Stored data entries:
....................
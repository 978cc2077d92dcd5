//! TCP stream: `async_connect`/`async_read_some`/`async_write_some`, as
//! specified in §4.11. `async_connect` over an address list tries each
//! candidate in order until one succeeds, per spec — implemented as a
//! chain of posted connect attempts rather than a loop, since each attempt
//! is itself asynchronous.

use std::io;
use std::net::{SocketAddr, ToSocketAddrs};
use std::os::fd::{AsRawFd, RawFd};
use std::sync::Arc;
use std::vec;

use ioservice::{Service, ServiceError};

use crate::ops::{ConnectInit, ReadInit, WriteInit};
use crate::raw;

/// A connected TCP stream. Owns its file descriptor exclusively.
pub struct TcpStream {
  fd: RawFd,
}

impl std::fmt::Debug for TcpStream {
  fn fmt(&self, f: &mut std::fmt::Formatter<'_>) -> std::fmt::Result {
    f.debug_struct("TcpStream").field("fd", &self.fd).finish()
  }
}

impl AsRawFd for TcpStream {
  fn as_raw_fd(&self) -> RawFd {
    self.fd
  }
}

impl TcpStream {
  pub(crate) fn from_raw_fd(fd: RawFd) -> Self {
    Self { fd }
  }

  /// Resolves `addrs` and tries to connect to each candidate in turn,
  /// stopping at the first success. `comp` runs once, with either the
  /// connected stream or the last candidate's error (or the resolution
  /// error, if `addrs` yielded nothing).
  ///
  /// `service` is an `Arc` because each failed candidate reposts the next
  /// attempt — the chain has to keep the service reachable across however
  /// many hops that takes, which a borrowed reference can't promise across
  /// worker threads.
  pub fn async_connect<A, F>(service: &Arc<Service>, addrs: A, comp: F) -> Result<(), ServiceError>
  where
    A: ToSocketAddrs,
    F: FnOnce(io::Result<TcpStream>) + Send + 'static,
  {
    let candidates: Vec<SocketAddr> = match addrs.to_socket_addrs() {
      Ok(iter) => iter.collect(),
      Err(err) => return service.dispatch(move || comp(Err(err))),
    };
    connect_chain(service.clone(), candidates.into_iter(), None, Box::new(comp))
  }

  /// Stages one read into `buf`, up to `buf.len()` bytes. `comp` receives
  /// the number of bytes read (`0` means the peer shut down its write
  /// side) or the kernel error, plus `buf` back for reuse.
  pub fn async_read_some<F>(
    &self,
    service: &Service,
    buf: Vec<u8>,
    comp: F,
  ) -> Result<(), ServiceError>
  where
    F: FnOnce(io::Result<usize>, Vec<u8>) + Send + 'static,
  {
    ioservice::post_ring(service, ReadInit::new(self.fd, buf), move |(res, buf)| {
      comp(res, buf)
    })
  }

  /// Stages one write of `buf`. `comp` receives the number of bytes
  /// written or the kernel error, plus `buf` back for reuse.
  pub fn async_write_some<F>(
    &self,
    service: &Service,
    buf: Vec<u8>,
    comp: F,
  ) -> Result<(), ServiceError>
  where
    F: FnOnce(io::Result<usize>, Vec<u8>) + Send + 'static,
  {
    ioservice::post_ring(service, WriteInit::new(self.fd, buf), move |(res, buf)| {
      comp(res, buf)
    })
  }
}

impl Drop for TcpStream {
  fn drop(&mut self) {
    unsafe { libc::close(self.fd) };
  }
}

fn connect_chain(
  service: Arc<Service>,
  mut remaining: vec::IntoIter<SocketAddr>,
  last_err: Option<io::Error>,
  comp: Box<dyn FnOnce(io::Result<TcpStream>) + Send>,
) -> Result<(), ServiceError> {
  let Some(addr) = remaining.next() else {
    let err = last_err.unwrap_or_else(|| {
      io::Error::new(io::ErrorKind::InvalidInput, "no addresses to connect to")
    });
    return service.dispatch(move || comp(Err(err)));
  };

  let fd = match raw::new_tcp_socket(addr) {
    Ok(fd) => fd,
    Err(err) => return connect_chain(service, remaining, Some(err), comp),
  };

  let service_for_retry = service.clone();
  ioservice::post_ring(&service, ConnectInit::new(fd, addr), move |result| {
    match result {
      Ok(()) => comp(Ok(TcpStream::from_raw_fd(fd))),
      Err(err) => {
        unsafe { libc::close(fd) };
        tracing::debug!(%addr, error = %err, "connect candidate failed, trying next address");
        // A dropped completer here (service stopped between staging and
        // now) is the same "give up" outcome as exhausting the list; the
        // retry attempt just never runs, which is an acceptable silent
        // drop during shutdown, matching `Service::stop`'s own semantics
        // for abandoned queued work.
        let _ = connect_chain(service_for_retry, remaining, Some(err), comp);
      }
    }
  })
}

#[cfg(test)]
mod tests {
  use super::*;
  use crate::acceptor::TcpAcceptor;
  use std::sync::atomic::{AtomicBool, Ordering};
  use std::sync::mpsc;

  #[test]
  fn connect_to_a_listening_acceptor_succeeds() {
    let service = Arc::new(Service::new());
    let addr: SocketAddr = "127.0.0.1:0".parse().unwrap();
    let acceptor = TcpAcceptor::bind(addr).unwrap();
    acceptor.listen(16).unwrap();
    let bound = acceptor.local_addr().unwrap();

    let (accept_tx, accept_rx) = mpsc::channel();
    acceptor
      .async_accept(&service, move |result| {
        let _ = accept_tx.send(result.map(|(_stream, addr)| addr));
      })
      .unwrap();

    let connected = Arc::new(AtomicBool::new(false));
    let connected2 = connected.clone();
    TcpStream::async_connect(&service, bound, move |result| {
      connected2.store(result.is_ok(), Ordering::SeqCst);
    })
    .unwrap();

    let worker = {
      let service = service.clone();
      std::thread::spawn(move || service.run().unwrap())
    };
    let accepted = accept_rx.recv_timeout(std::time::Duration::from_secs(5)).unwrap();
    assert!(accepted.is_ok());
    service.stop();
    worker.join().unwrap();
    assert!(connected.load(Ordering::SeqCst));
  }
}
....................
• Problem requirements
Beginning with the line that holds "service.stop();", restate word for word every line down to the end of the data, and only those lines.

• Result of the task
    service.stop();
    worker.join().unwrap();
    assert!(connected.load(Ordering::SeqCst));
  }
}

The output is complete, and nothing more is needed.